What you have to do:
Please repeat, from the entries that follow, the lines from the one containing "a single host." through the one containing "within given context." exactly, adding nothing.

[Stored items]

[Start of section]

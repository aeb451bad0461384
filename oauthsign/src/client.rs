use log::debug;
use oauthsign_core::{Context, Result, SignedRequest, SigningRequest};

use crate::oauth1::{self, Config, DefaultSigner};

/// Client signs and sends OAuth 1.0a requests to a single host.
///
/// Every call signs with a fresh nonce and timestamp. Response bodies are
/// returned as text for any completed response, whatever the status code.
#[derive(Debug, Clone)]
pub struct Client {
    signer: DefaultSigner,
}

impl Client {
    /// Create a client with the default context.
    ///
    /// `config` is used as is, call [`Config::from_env`] first to load
    /// `OAUTH1_*` env.
    #[cfg(feature = "default-context")]
    pub fn new(config: Config) -> Result<Self> {
        Self::with_context(crate::default_context(), config)
    }

    /// Create a client within given context.
    pub fn with_context(ctx: Context, config: Config) -> Result<Self> {
        debug!("building oauth1 client with config: {config:?}");

        Ok(Self {
            signer: oauth1::signer(ctx, &config)?,
        })
    }

    /// Send a signed `GET` request and return the response body.
    pub async fn get<K, V>(
        &self,
        path: &str,
        query: impl IntoIterator<Item = (K, V)>,
    ) -> Result<String>
    where
        K: Into<String>,
        V: Into<String>,
    {
        self.send(&SigningRequest::get(path).with_query_params(query))
            .await
    }

    /// Send a signed `POST` request with a form body and return the response body.
    pub async fn post<K, V, BK, BV>(
        &self,
        path: &str,
        query: impl IntoIterator<Item = (K, V)>,
        body: impl IntoIterator<Item = (BK, BV)>,
    ) -> Result<String>
    where
        K: Into<String>,
        V: Into<String>,
        BK: Into<String>,
        BV: Into<String>,
    {
        let req = SigningRequest::post(path)
            .with_query_params(query)
            .with_form_params(body);
        self.send(&req).await
    }

    /// Sign and send a request and return the response body.
    pub async fn send(&self, req: &SigningRequest) -> Result<String> {
        self.signer.send(req).await
    }

    /// Sign the request without sending it.
    pub async fn sign(&self, req: &SigningRequest) -> Result<SignedRequest> {
        self.signer.sign(req).await
    }
}
#![doc = include_str!("../README.md")]
#![cfg_attr(docsrs, feature(doc_auto_cfg))]

pub use oauthsign_core::*;

#[cfg(feature = "default-context")]
mod context;
#[cfg(feature = "default-context")]
pub use context::default_context;

pub mod oauth1;

mod client;
pub use client::Client;
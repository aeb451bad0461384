use crate::{Context, Result, SignedRequest, SigningRequest};
use std::fmt::Debug;

/// SigningCredential is the trait used by signer as the signing credential.
pub trait SigningCredential: Clone + Debug + Send + Sync + Unpin + 'static {
    /// Check if the credential is valid.
    fn is_valid(&self) -> bool;
}

impl<T: SigningCredential> SigningCredential for Option<T> {
    fn is_valid(&self) -> bool {
        let Some(ctx) = self else {
            return false;
        };

        ctx.is_valid()
    }
}

/// ProvideCredential is the trait used by signer to load the credential from the environment.
///
/// A provider returns `Ok(None)` if it has nothing to offer, leaving the decision
/// about a missing credential to the signer.
#[async_trait::async_trait]
pub trait ProvideCredential: Debug + Send + Sync + Unpin + 'static {
    /// Credential returned by this provider.
    type Credential: Send + Sync + Unpin + 'static;

    /// Load signing credential from current env.
    async fn provide_credential(&self, ctx: &Context) -> Result<Option<Self::Credential>>;
}

/// SignRequest is the trait used by signer to assemble the signed request.
#[async_trait::async_trait]
pub trait SignRequest: Debug + Send + Sync + Unpin + 'static {
    /// Credential used by this builder.
    type Credential: Send + Sync + Unpin + 'static;

    /// Assemble the signed request.
    ///
    /// ## Credential
    ///
    /// The `credential` parameter is the credential required by the signer to sign the request.
    /// Implementations should return an error if it's `None`.
    ///
    /// ## Request
    ///
    /// The `req` is borrowed immutably: implementations must build a new
    /// [`SignedRequest`] instead of touching the caller's parameters.
    async fn sign_request(
        &self,
        ctx: &Context,
        req: &SigningRequest,
        credential: Option<&Self::Credential>,
    ) -> Result<SignedRequest>;
}
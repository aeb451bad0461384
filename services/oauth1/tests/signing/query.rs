use super::{consumer_only, init_signer, RecordingHttpSend, NONCE};
use anyhow::Result;
use http::header::AUTHORIZATION;
use http::StatusCode;
use oauthsign_core::{Signer, SigningRequest};
use oauthsign_oauth1::{DeliveryMode, StaticCredentialProvider};
use pretty_assertions::assert_eq;

#[test]
fn test_query_signature() -> Result<()> {
    let signer = init_signer("api.example.com").with_delivery_mode(DeliveryMode::Query);

    let req = SigningRequest::get("/p").with_query("a", "1");
    let signed = signer.assemble(&consumer_only(), &req)?;

    assert_eq!(
        signed.path,
        "/p?a=1&oauth_consumer_key=key\
         &oauth_nonce=abcdefghijklmnopqrstuvwxyz0123\
         &oauth_signature=t2aKZQ%2BUWoPEwcJkwfgTA%2FGvjvM%3D\
         &oauth_signature_method=HMAC-SHA1\
         &oauth_timestamp=1700000000\
         &oauth_version=1.0"
    );
    assert!(signed.headers.get(AUTHORIZATION).is_none());
    assert!(signed.body.is_empty());

    // The signature must be decodable back to raw base64.
    let sig = signed
        .query_pairs()
        .into_iter()
        .find(|(k, _)| k == "oauth_signature")
        .map(|(_, v)| v);
    assert_eq!(sig.as_deref(), Some("t2aKZQ+UWoPEwcJkwfgTA/GvjvM="));

    Ok(())
}

#[test]
fn test_query_embedded_in_path() -> Result<()> {
    let signer = init_signer("api.example.com").with_delivery_mode(DeliveryMode::Query);

    let embedded = signer.assemble(&consumer_only(), &SigningRequest::get("p?a=1"))?;
    let explicit =
        signer.assemble(&consumer_only(), &SigningRequest::get("/p").with_query("a", "1"))?;

    assert_eq!(embedded.path, explicit.path);

    Ok(())
}

#[tokio::test]
async fn test_query_send() -> Result<()> {
    let http = RecordingHttpSend::new(StatusCode::OK, "ok");
    let signer = Signer::new(
        http.context(),
        StaticCredentialProvider::new("key", "secret"),
        init_signer("api.example.com").with_delivery_mode(DeliveryMode::Query),
    );

    let body = signer
        .send(&SigningRequest::get("/p").with_query("a", "1"))
        .await?;
    assert_eq!(body, "ok");

    let sent = http.last_request();
    let uri = sent.uri().to_string();
    assert!(uri.starts_with("https://api.example.com/p?a=1&oauth_consumer_key=key&"));
    assert!(uri.contains(&format!("oauth_nonce={NONCE}")));
    assert!(sent.body().is_empty());

    Ok(())
}
// OAuth 1.0a protocol parameters.
pub const OAUTH_CONSUMER_KEY: &str = "oauth_consumer_key";
pub const OAUTH_TOKEN: &str = "oauth_token";
pub const OAUTH_NONCE: &str = "oauth_nonce";
pub const OAUTH_TIMESTAMP: &str = "oauth_timestamp";
pub const OAUTH_SIGNATURE_METHOD: &str = "oauth_signature_method";
pub const OAUTH_VERSION: &str = "oauth_version";
pub const OAUTH_SIGNATURE: &str = "oauth_signature";

pub const HMAC_SHA1: &str = "HMAC-SHA1";
pub const VERSION_1_0: &str = "1.0";

// Headers used in oauth 1.0a.
pub const FORM_URLENCODED: &str = "application/x-www-form-urlencoded";
pub const AUTHORIZATION_SCHEME: &str = "OAuth";

// Env values used in oauth 1.0a.
/// Env name of the consumer key.
pub const OAUTH1_CONSUMER_KEY: &str = "OAUTH1_CONSUMER_KEY";
/// Env name of the consumer secret.
pub const OAUTH1_CONSUMER_SECRET: &str = "OAUTH1_CONSUMER_SECRET";
/// Env name of the token.
pub const OAUTH1_TOKEN: &str = "OAUTH1_TOKEN";
/// Env name of the token secret.
pub const OAUTH1_TOKEN_SECRET: &str = "OAUTH1_TOKEN_SECRET";
/// Env name of the host, like `example.com:8080`.
pub const OAUTH1_HOST: &str = "OAUTH1_HOST";
/// Env name of the scheme, `http` or `https`.
pub const OAUTH1_SCHEME: &str = "OAUTH1_SCHEME";
/// Env name of the delivery mode, `header`, `query` or `body`.
pub const OAUTH1_DELIVERY_MODE: &str = "OAUTH1_DELIVERY_MODE";
use oauthsign_core::{Context, OsEnv};
use oauthsign_http_send_reqwest::ReqwestHttpSend;

/// Create a context with reqwest as http client and the os environment.
///
/// ```no_run
/// let ctx = oauthsign::default_context();
/// ```
pub fn default_context() -> Context {
    Context::new()
        .with_http_send(ReqwestHttpSend::default())
        .with_env(OsEnv)
}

[End of section]

Solution for this task:
/// Client signs and sends OAuth 1.0a requests to a single host.
///
/// Every call signs with a fresh nonce and timestamp. Response bodies are
/// returned as text for any completed response, whatever the status code.
#[derive(Debug, Clone)]
pub struct Client {
    signer: DefaultSigner,
}

impl Client {
    /// Create a client with the default context.
    ///
    /// `config` is used as is, call [`Config::from_env`] first to load
    /// `OAUTH1_*` env.
    #[cfg(feature = "default-context")]
    pub fn new(config: Config) -> Result<Self> {
        Self::with_context(crate::default_context(), config)
    }

    /// Create a client within given context.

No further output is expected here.